Archaeology in rubber suits

March 31, 2000

A shipwrecked pirate chaser off Mull has given an insight into another age. Olga Wojtas reports.

At the age of 60, Colin Martin, reader in maritime archaeology at St Andrews University's school of history, thought his diving days were over almost a decade ago. Co-author with leading historian Geoffrey Parker of The Spanish Armada, he had been prominent in making underwater discoveries from the Armada wrecks, but felt once he reached his 50s that the time had come to stay on land. "I was getting on a bit. It's hard work, cold and miserable."

But then the university's archaeological diving unit (ADU) was contacted by naval diving instructor John Dadd, who had discovered a historic shipwreck off the coast of Mull. The wreck had been surrounded by silt, encapsulating a lot of fragile material, but the site had been destabilised, perhaps by a shift of the seabed, and lighter items were being washed away in the currents. Historic Scotland urged the ADU to record the position of items under threat and recover those most at risk.

"It was suggested that I might like to get involved for no better reason than that nobody else obvious was around," says Dr Martin. "So I was got off the shelf, dusted down and chucked in the water."

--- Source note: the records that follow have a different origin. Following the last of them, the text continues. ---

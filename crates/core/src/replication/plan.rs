//! Replication plan types and the pure plan builder (Functional Core).

use std::fmt;

use serde::{Deserialize, Serialize};

use super::region::RegionSet;
use super::table::{AttributeDefinition, SecondaryIndex, TableMetadata};

/// Terraform resource type every plan entry renders to.
pub const TABLE_RESOURCE_TYPE: &str = "aws_dynamodb_table";

/// What a stream record carries.
#[derive(Debug, Clone, Copy, PartialEq, Eq, Serialize, Deserialize)]
#[serde(rename_all = "SCREAMING_SNAKE_CASE")]
pub enum StreamViewType {
    NewAndOldImages,
}

/// Stream settings for a replicated table.
#[derive(Debug, Clone, Copy, PartialEq, Eq, Serialize, Deserialize)]
pub struct StreamSpecification {
    pub enabled: bool,
    pub view_type: StreamViewType,
}

impl StreamSpecification {
    /// Global tables require streams carrying both item images.
    pub fn replication() -> Self {
        Self {
            enabled: true,
            view_type: StreamViewType::NewAndOldImages,
        }
    }
}

/// Billing mode for the table.
#[derive(Debug, Clone, Copy, PartialEq, Eq, Serialize, Deserialize)]
#[serde(rename_all = "SCREAMING_SNAKE_CASE")]
pub enum BillingMode {
    PayPerRequest,
}

/// Desired state of one table.
#[derive(Debug, Clone, PartialEq, Eq)]
pub struct ResourceDescription {
    pub table_name: String,
    pub attributes: Vec<AttributeDefinition>,
    pub hash_key: String,
    pub range_key: Option<String>,
    pub global_indexes: Vec<SecondaryIndex>,
    pub local_indexes: Vec<SecondaryIndex>,
    pub replica_regions: RegionSet,
    pub stream: StreamSpecification,
    pub billing_mode: BillingMode,
}

/// The name the declarative description uses for a resource.
///
/// Derived from the table name: characters outside `[A-Za-z0-9_-]` become
/// `_`, and a leading digit is prefixed with `_`.
#[derive(Debug, Clone, PartialEq, Eq, PartialOrd, Ord, Hash)]
pub struct LogicalId(String);

impl LogicalId {
    pub fn from_table_name(table_name: &str) -> Self {
        let mut id: String = table_name
            .chars()
            .map(|c| {
                if c.is_ascii_alphanumeric() || c == '_' || c == '-' {
                    c
                } else {
                    '_'
                }
            })
            .collect();

        if !id.starts_with(|c: char| c.is_ascii_alphabetic() || c == '_') {
            id.insert(0, '_');
        }

        Self(id)
    }

    pub fn as_str(&self) -> &str {
        &self.0
    }
}

impl fmt::Display for LogicalId {
    fn fmt(&self, f: &mut fmt::Formatter<'_>) -> fmt::Result {
        f.write_str(&self.0)
    }
}

/// Engine address of a rendered resource, e.g. `aws_dynamodb_table.Orders`.
#[derive(Debug, Clone, PartialEq, Eq, PartialOrd, Ord, Hash)]
pub struct ResourceAddress(String);

impl ResourceAddress {
    pub fn for_table(logical_id: &LogicalId) -> Self {
        Self(format!("{}.{}", TABLE_RESOURCE_TYPE, logical_id))
    }

    /// Wraps an address as the engine reports it from its state.
    pub fn from_state(address: &str) -> Self {
        Self(address.to_string())
    }

    pub fn as_str(&self) -> &str {
        &self.0
    }
}

impl fmt::Display for ResourceAddress {
    fn fmt(&self, f: &mut fmt::Formatter<'_>) -> fmt::Result {
        f.write_str(&self.0)
    }
}

/// Computed desired state for one table.
#[derive(Debug, Clone, PartialEq, Eq)]
pub struct PlanEntry {
    pub description: ResourceDescription,
    /// Replica regions the table already had when it was inspected.
    pub existing_replica_regions: RegionSet,
    pub logical_id: LogicalId,
    /// Set once the plan has been rendered.
    pub physical_id: Option<ResourceAddress>,
}

impl PlanEntry {
    pub fn table_name(&self) -> &str {
        &self.description.table_name
    }
}

/// Ordered collection of plan entries, in source table order.
#[derive(Debug, Clone, Default, PartialEq, Eq)]
pub struct Plan {
    entries: Vec<PlanEntry>,
}

impl Plan {
    pub fn new() -> Self {
        Self::default()
    }

    /// Appends an entry. Returns the entry back if its logical id is taken.
    pub fn push(&mut self, entry: PlanEntry) -> Result<(), PlanEntry> {
        if self.contains_logical_id(&entry.logical_id) {
            return Err(entry);
        }
        self.entries.push(entry);
        Ok(())
    }

    pub fn contains_logical_id(&self, logical_id: &LogicalId) -> bool {
        self.entries.iter().any(|e| &e.logical_id == logical_id)
    }

    pub fn entries(&self) -> &[PlanEntry] {
        &self.entries
    }

    pub fn len(&self) -> usize {
        self.entries.len()
    }

    pub fn is_empty(&self) -> bool {
        self.entries.is_empty()
    }

    /// Consumes the plan and returns a copy whose entries carry their engine addresses.
    pub fn with_physical_ids(self) -> Plan {
        let entries = self
            .entries
            .into_iter()
            .map(|mut entry| {
                entry.physical_id = Some(ResourceAddress::for_table(&entry.logical_id));
                entry
            })
            .collect();
        Plan { entries }
    }
}

/// Pure function: build the desired state for one table.
///
/// The replica set is `existing ∪ targets`. Streams (new and old images) and
/// on-demand billing are fixed policy.
pub fn build_entry(metadata: &TableMetadata, target_regions: &RegionSet) -> PlanEntry {
    PlanEntry {
        description: ResourceDescription {
            table_name: metadata.name.clone(),
            attributes: metadata.attributes.clone(),
            hash_key: metadata.hash_key.clone(),
            range_key: metadata.range_key.clone(),
            global_indexes: metadata.global_indexes.clone(),
            local_indexes: metadata.local_indexes.clone(),
            replica_regions: metadata.existing_replica_regions.union(target_regions),
            stream: StreamSpecification::replication(),
            billing_mode: BillingMode::PayPerRequest,
        },
        existing_replica_regions: metadata.existing_replica_regions.clone(),
        logical_id: LogicalId::from_table_name(&metadata.name),
        physical_id: None,
    }
}

/// Pure function: format a plan for display.
pub fn format_plan(plan: &Plan) -> Vec<String> {
    if plan.is_empty() {
        return vec!["= No tables to replicate".to_string()];
    }

    let mut lines = Vec::new();
    for entry in plan.entries() {
        let description = &entry.description;
        lines.push(format!(
            "~ Adopt table: {} (as {})",
            description.table_name, entry.logical_id
        ));
        lines.push(format!("  Hash key: {}", description.hash_key));
        if let Some(range_key) = &description.range_key {
            lines.push(format!("  Range key: {}", range_key));
        }
        for index in &description.global_indexes {
            lines.push(format!("  Global index: {}", index_summary(index)));
        }
        for index in &description.local_indexes {
            lines.push(format!("  Local index: {}", index_summary(index)));
        }
        for region in &description.replica_regions {
            if entry.existing_replica_regions.contains(region) {
                lines.push(format!("  = Replica: {}", region));
            } else {
                lines.push(format!("  + Replica: {}", region));
            }
        }
        lines.push("  Stream: NEW_AND_OLD_IMAGES".to_string());
        lines.push("  Billing: PAY_PER_REQUEST".to_string());
    }
    lines
}

fn index_summary(index: &SecondaryIndex) -> String {
    match &index.range_key {
        Some(range_key) => format!("{} ({}, {})", index.name, index.hash_key, range_key),
        None => format!("{} ({})", index.name, index.hash_key),
    }
}
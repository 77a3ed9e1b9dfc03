//! A full replication run: inspect, plan, confirm, reconcile, report.

use dialoguer::Confirm;
use dynarep_core::provisioning::{
    format_report, plan_replication, reconcile, Outcome, ReconcileError, RunReport, TableOutcome,
};
use dynarep_core::replication::{format_plan, render, Plan, RenderError};
use thiserror::Error;

use crate::aws::{create_client, DynamoInspector};
use crate::config::RunConfig;
use crate::prelude::*;
use crate::terraform::TerraformEngine;

/// Errors that abort a run.
#[derive(Error, Debug)]
pub enum RunError {
    #[error(transparent)]
    Reconcile(#[from] ReconcileError),

    #[error(transparent)]
    Render(#[from] RenderError),

    #[error("Failed to read confirmation: {0}")]
    Prompt(String),

    #[error("Operation cancelled by user")]
    UserCancelled,
}

/// Runs one replication pass and returns the per-table report.
pub async fn run(config: &RunConfig, global: &crate::Global) -> Result<RunReport, RunError> {
    if !global.is_silent() {
        aprintln!("{} {}", p_b("Target:"), config.aws.target_display());
        aprintln!("{} {}", p_b("Replica regions:"), config.request.target_regions);
        aprintln!(
            "{} {}",
            p_b("Tables:"),
            config.request.source_tables.join(", ")
        );
        aprintln!();
    }

    let client = create_client(&config.aws).await;
    let inspector = DynamoInspector::new(client);
    let (plan, skipped) = plan_replication(&inspector, &config.request).await;

    if !global.is_silent() {
        print_plan(&plan, &skipped);
    }

    if config.dry_run {
        if !plan.is_empty() {
            let rendered = render(&plan, &config.render)?;
            aprintln!("{}", p_c(&format!("{}:", rendered.artifact.file_name)));
            aprintln!("{}", rendered.artifact.contents);
        }
        return Ok(RunReport::assemble(
            &config.request.source_tables,
            skipped,
            Vec::new(),
        ));
    }

    if !plan.is_empty() && !config.force {
        let confirmed = Confirm::new()
            .with_prompt(format!(
                "Adopt {} table(s) into terraform state?",
                plan.len()
            ))
            .default(true)
            .interact()
            .map_err(|e| RunError::Prompt(e.to_string()))?;

        if !confirmed {
            return Err(RunError::UserCancelled);
        }
    }

    let engine = TerraformEngine::new(config.terraform.clone());
    let reconciled = reconcile(&engine, &plan, &config.render).await?;

    let report = RunReport::assemble(&config.request.source_tables, skipped, reconciled);

    if !global.is_silent() {
        aprintln!("{}", p_c("Results:"));
        for line in format_report(&report) {
            aprintln!("  {}", colorize_line(&line));
        }
    }

    Ok(report)
}

fn print_plan(plan: &Plan, skipped: &[TableOutcome]) {
    aprintln!("{}", p_c("Replication Plan:"));
    for line in format_plan(plan) {
        aprintln!("  {}", colorize_line(&line));
    }
    for outcome in skipped {
        if let Outcome::Skipped(reason) = &outcome.outcome {
            aprintln!(
                "  {}",
                p_y(&format!("~ Skip table: {} ({})", outcome.table_name, reason))
            );
        }
    }
    aprintln!();
}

Since 1992, Dr Martin has led a small team working on the excavation and conservation of the wreck, which lies under 12 metres of water near Duart Castle, home of the chiefs of Clan Maclean. This proved to be one of the clues to identifying the wreck. "What we are doing is mainstream archaeology, except at the bottom of the sea," Dr Martin says. "We have to dress up in funny rubber suits and engage in professional diving procedures, but diving is only a vehicle by which we go to our place of research."

The team found a number of coins, the latest dated 1646, as well as clay pipes, which stylistically fitted the mid 16th century, and parts of a brass pistol made by an Edinburgh company that went out of business in 1662.

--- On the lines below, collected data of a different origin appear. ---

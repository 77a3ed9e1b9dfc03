pub use anstream::println as aprintln;

/// Tokyo Night color palette
pub mod colors {
    pub const RESET: &str = "\x1b[0m";

    pub const TKN_RED: &str = "\x1b[38;2;247;118;142m"; // #f7768e
    pub const TKN_GREEN: &str = "\x1b[38;2;158;206;106m"; // #9ece6a
    pub const TKN_YELLOW: &str = "\x1b[38;2;224;175;104m"; // #e0af68
    pub const TKN_BLUE: &str = "\x1b[38;2;122;162;247m"; // #7aa2f7
    pub const TKN_CYAN: &str = "\x1b[38;2;125;207;255m"; // #7dcfff
}

fn paint(color: &str, text: &str) -> String {
    format!("{}{}{}", color, text, colors::RESET)
}

pub fn p_g(text: &str) -> String {
    paint(colors::TKN_GREEN, text)
}

pub fn p_r(text: &str) -> String {
    paint(colors::TKN_RED, text)
}

pub fn p_y(text: &str) -> String {
    paint(colors::TKN_YELLOW, text)
}

pub fn p_b(text: &str) -> String {
    paint(colors::TKN_BLUE, text)
}

pub fn p_c(text: &str) -> String {
    paint(colors::TKN_CYAN, text)
}

/// Colors a plan or report line by its marker: `+` green, `-` red, `~` yellow.
pub fn colorize_line(line: &str) -> String {
    match line.trim_start().chars().next() {
        Some('+') => p_g(line),
        Some('-') => p_r(line),
        Some('~') => p_y(line),
        _ => line.to_string(),
    }
}
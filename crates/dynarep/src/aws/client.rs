//! AWS SDK client setup and the DynamoDB-backed inspector (Imperative Shell).

use async_trait::async_trait;
use aws_sdk_dynamodb::Client;
use dynarep_core::provisioning::{InspectError, TableInspector};
use dynarep_core::replication::TableMetadata;

use super::conversions::table_metadata;
use super::error::map_describe_table_error;

/// AWS client configuration.
#[derive(Debug, Clone)]
pub struct AwsConfig {
    /// Custom endpoint URL (for local DynamoDB).
    pub endpoint_url: Option<String>,
    /// Region the source tables live in.
    pub region: String,
}

impl AwsConfig {
    /// Returns a display string for the target environment.
    pub fn target_display(&self) -> String {
        match &self.endpoint_url {
            Some(url) => format!("Local DynamoDB ({})", url),
            None => format!("AWS DynamoDB (region: {})", self.region),
        }
    }
}

/// Creates a DynamoDB client with the given configuration.
pub async fn create_client(config: &AwsConfig) -> Client {
    let mut sdk_config_loader = aws_config::defaults(aws_config::BehaviorVersion::latest())
        .region(aws_config::Region::new(config.region.clone()));

    if let Some(endpoint) = &config.endpoint_url {
        sdk_config_loader = sdk_config_loader.endpoint_url(endpoint);
    }

    let sdk_config = sdk_config_loader.load().await;
    Client::new(&sdk_config)
}

/// Inspects tables with `DescribeTable`.
#[derive(Debug, Clone)]
pub struct DynamoInspector {
    client: Client,
}

impl DynamoInspector {
    pub fn new(client: Client) -> Self {
        Self { client }
    }
}

#[async_trait]
impl TableInspector for DynamoInspector {
    async fn inspect(&self, table_name: &str) -> Result<TableMetadata, InspectError> {
        let response = self
            .client
            .describe_table()
            .table_name(table_name)
            .send()
            .await
            .map_err(|e| map_describe_table_error(e, table_name))?;

        let table = response.table().ok_or_else(|| InspectError::Query {
            table_name: table_name.to_string(),
            message: "DescribeTable returned no table description".to_string(),
        })?;

        table_metadata(table_name, table).map_err(|source| InspectError::Metadata {
            table_name: table_name.to_string(),
            source,
        })
    }
}
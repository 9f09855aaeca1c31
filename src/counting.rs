//! End-to-end plant counting on one mask.
//!
//! Rows are detected first; only blobs kept by a row are described and
//! passed through the model. The total is the sum of all per-blob estimates,
//! rounded once (half to even). Blobs whose estimate is not positive still
//! contribute to the total but get no label.

use crate::contour::BoundingBox;
use crate::descriptors;
use crate::error::{check_scale, Error, Result};
use crate::image::BinaryMask;
use crate::model::{self, CountingModel};
use crate::rows::{detect_rows_with, LineSegment, RowDetectorParams};
use log::debug;
use serde::Serialize;
use std::time::Instant;

/// A blob with a positive estimate, ready to draw.
#[derive(Clone, Debug, PartialEq, Serialize)]
pub struct LabeledBox {
    pub bbox: BoundingBox,
    /// Estimate with one decimal, e.g. `"2.4"`.
    pub label: String,
    pub estimate: f64,
}

#[derive(Clone, Debug, Default, PartialEq, Serialize)]
pub struct CountResult {
    pub total: i64,
    pub labeled_blobs: Vec<LabeledBox>,
    pub row_count: usize,
    pub lines: Vec<LineSegment>,
    pub latency_ms: f64,
}

impl CountResult {
    /// No blob received a label.
    pub fn is_empty(&self) -> bool {
        self.labeled_blobs.is_empty()
    }
}

pub fn count(mask: &BinaryMask, model: &CountingModel, scale: f64) -> Result<CountResult> {
    count_with(mask, model, scale, &RowDetectorParams::default())
}

pub fn count_with(
    mask: &BinaryMask,
    model: &CountingModel,
    scale: f64,
    params: &RowDetectorParams,
) -> Result<CountResult> {
    check_scale(scale)?;
    let t0 = Instant::now();
    let detection = detect_rows_with(mask, scale, params);
    if detection.blobs.is_empty() {
        debug!(
            "count: no blobs retained ({} rows), skipping model",
            detection.row_count
        );
        return Ok(CountResult {
            row_count: detection.row_count,
            lines: detection.lines,
            latency_ms: t0.elapsed().as_secs_f64() * 1000.0,
            ..CountResult::default()
        });
    }

    let vectors = descriptors::compute(&detection.blobs, scale)?;
    let estimates = model::predict(model, &vectors)?;

    let sum: f64 = estimates.iter().sum();
    if !sum.is_finite() || sum.abs() >= i64::MAX as f64 {
        return Err(Error::InvalidModel {
            reason: format!("estimates over {} blobs sum to {sum}", estimates.len()),
        });
    }
    let labeled_blobs: Vec<LabeledBox> = detection
        .blobs
        .iter()
        .zip(&estimates)
        .filter(|(_, e)| **e > 0.0)
        .map(|(blob, &estimate)| LabeledBox {
            bbox: blob.bbox(),
            label: format!("{estimate:.1}"),
            estimate,
        })
        .collect();
    let total = sum.round_ties_even() as i64;
    let latency_ms = t0.elapsed().as_secs_f64() * 1000.0;
    debug!(
        "count: {} blobs, {} labeled, total={} (raw {:.3}), rows={}, {:.3} ms",
        detection.blobs.len(),
        labeled_blobs.len(),
        total,
        sum,
        detection.row_count,
        latency_ms
    );

    Ok(CountResult {
        total,
        labeled_blobs,
        row_count: detection.row_count,
        lines: detection.lines,
        latency_ms,
    })
}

"It gives you a bracket when you can start looking at historical studies, and we found a little incident at the fag-end of Cromwell's war against Scotland in 1653. A task force was sent to sort out Clan Maclean, but the Macleans very prudently disappeared into the hills, a storm blew up and three of the vessels were wrecked."

Two were small merchant ships, but the St Andrews team discovered that the wreck was The Swan, an innovative anti-piracy warship built for Charles I in 1641. About 25 metres long, and weighing some 200 tonnes, she would normally have carried about 40 people, but may have been carrying more as a troop transporter. A contemporary manual urged that such ships, which had to be capable of outsailing pirates, should not be overloaded with useless decoration. The captain's cabin should not have unnecessary heavy panelling because this would stiffen the whole structure. But Dr Martin has found ornate regal carving and panelling in the wreck, showing that The Swan was fitted lavishly to reflect Charles's status.

"Charles I saw his ships as examples of his power, and they were covered with decoration like wedding cakes. His mega-folly was a ship called Sovereign of the Seas, the biggest ship ever to be launched, but the historical records don't tell us our tiny little ship had the same excesses," Dr Martin says.

"The extra weight and stiffness may have affected its efficiency as a good fighting ship, which may explain its eventual downfall."

A ship is a particularly fascinating find for archaeologists, because it is a self-contained society, in effect a floating village. "So much that survives today from the 17th century is very unrepresentative, because it's all the nice stuff that has been kept, the family heirlooms. What we get from this is all the everyday stuff that people were actually using, utensils, clothing, accoutrements. The great beauty of a shipwreck is that it's one frozen moment in time."

Another advantage of a maritime site is that it preserves organic material such as leather, rope and textiles that would generally not survive on land. It is crucial to keep the materials wet while they are being recovered, and more fragile objects have to be bandaged to stretchers before removal. After excavation, they are photographed and catalogued before being taken to the National Museum of Scotland's laboratories in Edinburgh.

The St Andrews team hopes the recovered artefacts will eventually form part of an exhibition dedicated to The Swan. The researchers have come across occasional human bones, but recently found a large number they suspected might belong to one person, confirmed by a bone specialist's preliminary investigations.

A shipwreck tends to produce the remains of a sector of society that is not found in any other context - fit young men, says Dr Martin. "In a cemetery, you get the ill and old, so this is another window into the past. These bones are of an individual between 23 and 25. When he was young, under Charles I, he didn't fare very well, and he was undernourished and had rickets and bow legs," he says.

"But his whole upper body is almost like King Kong's, exceptionally well developed. To sustain that level of work, he's very well nourished. The condition of the bones indicates a relatively well-balanced diet, perhaps reflecting the attention paid by the Commonwealth Navy to the well-being of its men. We're extracting a great deal of information not just from the finds themselves, but from their associations and contexts."

The St Andrews project's findings will feature on Cromwell's Forgotten Wreck, a BBC2 documentary, on April 3.